24
Nov/09
2

New Moon: Depressed & Boring

I really wanted to like this movie.  Young love is always romantic.  You can’t get a better romantic obstacle than being in love with a vampire.  He’s dead and he wants to eat you.  And the conflict between vampires and werewolves is cool.  I only read the first book of the TWILIGHT series.  One of my friends I saw the movie with assured me that NEW MOON is the weakest of the books.  The weakness of the source material was evident in the blandness of the movie.  The filmmakers were in a bind.  If they changed the story, even slightly to make it a better movie, they risked alienating the rabid fans.   A book and a movie are two very different mediums for story.  When adapting a book, the writer must balance staying true to the material with story choices that make an entertaining and compelling movie.  Sometimes you can’t change much and you end up with a movie that has a book’s pacing.  Things that are interesting in a book, like Bella being depressed, are boring in a movie.  In a book we can spend pages with Bella’s innermost thoughts as she struggles with her heartache.  In the movie Bella doesn’t crack a smile for two hours.  I had compassion for Bella’s broken heart, but watching her mope around was boring.  She was so shut down.  I didn’t understand why Edward and Jacob were in love with her. 

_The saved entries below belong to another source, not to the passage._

//! Gift Card API Handlers
//!
//! 购买流程：payment-intent (支付前) → confirm (支付成功后落卡)。
//! 核销流程：verify (只读) / redeem (部分使用) / use (整卡用掉)。

use axum::{
    Json,
    extract::{Path, Query, State},
};
use chrono::{Duration, Utc};
use serde::Deserialize;
use serde_json::{Value, json};
use validator::Validate;

use crate::booking::code::generate_confirmation_code;
use crate::core::ServerState;
use crate::db::models::{
    GiftCard, GiftCardConfirm, GiftCardFilter, GiftCardPurchase, GiftCardRedeem, GiftCardStatus,
    Restaurant,
};
use crate::db::repository::{GiftCardRepository, RepoError, RestaurantRepository};
use crate::services::PaymentIntentStatus;
use crate::utils::{AppError, AppResult};

/// GET /api/gift-cards - 礼品卡列表 (过滤：姓名/卡号/未使用/餐厅)
pub async fn list(
    State(state): State<ServerState>,
    Query(filter): Query<GiftCardFilter>,
) -> AppResult<Json<Vec<GiftCard>>> {
    let repo = GiftCardRepository::new(state.db.clone());
    let cards = repo.find_filtered(filter).await.map_err(AppError::from)?;
    Ok(Json(cards))
}

/// POST /api/gift-cards/payment-intent - 创建支付 intent
pub async fn create_payment_intent(
    State(state): State<ServerState>,
    Json(payload): Json<GiftCardPurchase>,
) -> AppResult<Json<Value>> {
    payload.validate()?;
    if payload.amount <= rust_decimal::Decimal::ZERO {
        return Err(AppError::validation("Amount must be positive"));
    }
    require_restaurant(&state, &payload.restaurant_id).await?;

    let metadata = json!({
        "type": "gift_card",
        "restaurant_id": payload.restaurant_id,
        "recipient_name": payload.recipient_name,
        "recipient_email": payload.recipient_email,
        "sender_name": payload.sender_name,
        "sender_email": payload.sender_email,
        "message": payload.message,
    });

    let intent = state
        .payments
        .create_intent(payload.amount, metadata)
        .await
        .map_err(|e| AppError::Internal(e.to_string()))?;

    Ok(Json(json!({
        "payment_intent_id": intent.id,
        "client_secret": intent.client_secret,
    })))
}

/// 从 intent 元数据还原购买信息
#[derive(Debug, Deserialize)]
struct PurchaseMeta {
    restaurant_id: String,
    recipient_name: String,
    recipient_email: String,
    sender_name: String,
    sender_email: String,
    message: Option<String>,
}

/// POST /api/gift-cards/confirm - 支付成功后落卡
///
/// 幂等：同一 intent 再次确认返回已创建的卡。
pub async fn confirm(
    State(state): State<ServerState>,
    Json(payload): Json<GiftCardConfirm>,
) -> AppResult<Json<GiftCard>> {
    let restaurant = require_restaurant(&state, &payload.restaurant_id).await?;
    let repo = GiftCardRepository::new(state.db.clone());

    if let Some(existing) = repo
        .find_by_payment_intent(&payload.payment_intent_id)
        .await
        .map_err(AppError::from)?
    {
        return Ok(Json(existing));
    }

    let intent = state
        .payments
        .retrieve_intent(&payload.payment_intent_id)
        .await
        .map_err(|e| AppError::Invalid(e.to_string()))?;

    if intent.status != PaymentIntentStatus::Succeeded {
        return Err(AppError::BusinessRule(
            "Payment has not completed".to_string(),
        ));
    }

    let meta: PurchaseMeta = serde_json::from_value(intent.metadata.clone())
        .map_err(|e| AppError::Invalid(format!("Malformed intent metadata: {}", e)))?;
    if meta.restaurant_id != payload.restaurant_id {
        return Err(AppError::Invalid(
            "Payment intent belongs to another restaurant".to_string(),
        ));
    }

    let now = Utc::now();
    let expiry = now + Duration::days(i64::from(restaurant.gift_cards.validity_days));
    let prefix = restaurant.gift_cards.prefix.to_uppercase();

    // 卡号唯一索引冲突时换号重试 (同确认码策略)
    let mut created = None;
    for _ in 0..3 {
        let card = GiftCard {
            id: None,
            code: format!("{}-{}", prefix, generate_confirmation_code()),
            restaurant_id: payload.restaurant_id.clone(),
            amount: intent.amount,
            recipient_name: meta.recipient_name.clone(),
            recipient_email: meta.recipient_email.clone(),
            sender_name: meta.sender_name.clone(),
            sender_email: meta.sender_email.clone(),
            message: meta.message.clone(),
            status: GiftCardStatus::Active,
            used_amount: rust_decimal::Decimal::ZERO,
            expiry_date: expiry,
            payment_intent_id: payload.payment_intent_id.clone(),
            created_at: now,
        };
        match repo.create(card).await {
            Ok(c) => {
                created = Some(c);
                break;
            }
            Err(RepoError::Duplicate(msg)) => {
                tracing::warn!("Gift card code collision, retrying: {}", msg);
            }
            Err(e) => return Err(e.into()),
        }
    }
    let card = created
        .ok_or_else(|| AppError::Internal("gift card code generation failed".to_string()))?;

    // 通知收件人与购买者：fire-and-forget
    let notifier = state.notifier.clone();
    let notify_card = card.clone();
    tokio::spawn(async move {
        notifier.send_gift_card_emails(&notify_card, &restaurant).await;
    });

    Ok(Json(card))
}

#[derive(Debug, Deserialize)]
pub struct RestaurantScope {
    pub restaurant_id: String,
}

/// GET /api/gift-cards/verify/:code?restaurant_id= - 核验礼品卡
///
/// 已过期但状态未迁移的卡在这里落库为 expired。
pub async fn verify(
    State(state): State<ServerState>,
    Path(code): Path<String>,
    Query(scope): Query<RestaurantScope>,
) -> AppResult<Json<Value>> {
    let repo = GiftCardRepository::new(state.db.clone());
    let card = find_card(&repo, &code, &scope.restaurant_id).await?;

    let now = Utc::now();
    if card.status == GiftCardStatus::Active && card.is_expired_at(now) {
        expire_card(&repo, &card).await?;
        return Err(AppError::BusinessRule("Gift card has expired".to_string()));
    }
    card.verify_at(now)
        .map_err(|e| AppError::BusinessRule(e.to_string()))?;

    Ok(Json(json!({
        "code": card.code,
        "amount": card.amount,
        "remaining_amount": card.remaining_amount(),
        "expiry_date": card.expiry_date,
    })))
}

/// POST /api/gift-cards/redeem - 部分核销
pub async fn redeem(
    State(state): State<ServerState>,
    Json(payload): Json<GiftCardRedeem>,
) -> AppResult<Json<Value>> {
    let repo = GiftCardRepository::new(state.db.clone());
    let card = find_card(&repo, &payload.code, &payload.restaurant_id).await?;

    let now = Utc::now();
    if card.status == GiftCardStatus::Active && card.is_expired_at(now) {
        expire_card(&repo, &card).await?;
        return Err(AppError::BusinessRule("Gift card has expired".to_string()));
    }

    let (status, used) = card
        .redeem_at(payload.amount, now)
        .map_err(|e| AppError::BusinessRule(e.to_string()))?;

    let id = card
        .id
        .as_ref()
        .ok_or_else(|| AppError::Internal("gift card without id".to_string()))?;
    let updated = repo
        .update_usage(id, status, used)
        .await
        .map_err(AppError::from)?;

    Ok(Json(json!({
        "remaining_amount": updated.remaining_amount(),
        "status": updated.status,
    })))
}

/// PUT /api/gift-cards/:id/use - 整卡用掉
pub async fn mark_used(
    State(state): State<ServerState>,
    Path(id): Path<String>,
    Json(scope): Json<RestaurantScope>,
) -> AppResult<Json<GiftCard>> {
    let repo = GiftCardRepository::new(state.db.clone());
    let card = repo
        .find_by_id_for_restaurant(&id, &scope.restaurant_id)
        .await
        .map_err(AppError::from)?
        .ok_or_else(|| AppError::not_found("Gift card not found for this restaurant"))?;

    card.verify_at(Utc::now())
        .map_err(|e| AppError::BusinessRule(e.to_string()))?;

    let record_id = card
        .id
        .as_ref()
        .ok_or_else(|| AppError::Internal("gift card without id".to_string()))?;
    let updated = repo
        .update_usage(record_id, GiftCardStatus::Used, card.amount)
        .await
        .map_err(AppError::from)?;
    Ok(Json(updated))
}

// ========== internals ==========

async fn require_restaurant(state: &ServerState, slug: &str) -> AppResult<Restaurant> {
    let repo = RestaurantRepository::new(state.db.clone());
    repo.find_by_slug(slug)
        .await
        .map_err(AppError::from)?
        .filter(|r| r.is_active)
        .ok_or_else(|| AppError::not_found(format!("Restaurant {} not found", slug)))
}

async fn find_card(
    repo: &GiftCardRepository,
    code: &str,
    restaurant_id: &str,
) -> AppResult<GiftCard> {
    repo.find_by_code_for_restaurant(code, restaurant_id)
        .await
        .map_err(AppError::from)?
        .ok_or_else(|| AppError::not_found("Gift card not found for this restaurant"))
}

async fn expire_card(repo: &GiftCardRepository, card: &GiftCard) -> AppResult<()> {
    if let Some(id) = card.id.as_ref() {
        repo.update_usage(id, GiftCardStatus::Expired, card.used_amount)
            .await
            .map_err(AppError::from)?;
    }
    Ok(())
}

It is very difficult to build a movie around a depressed character, especially a mainstream movie.  Dealing with the darkness of depression has a more indie feel like LEAVING LAS VEGAS.  I’m not suggesting that characters can’t be sad and troubled – that’s what makes great conflict.  But think twice about making your protagonist so depressed that she is almost non-functioning like Bella.  Find a way to make the heartache interesting visually and to keep the tension going.  The pacing was almost non-existent in NEW MOON, making for a very long two hours. 

Despite these problems, judging by the screams in my theater and the boffo boxoffice, the Twilighters were ecstatic.  The writer and director gave them just what they wanted – a faithful recreation of the book with all of its pitfalls.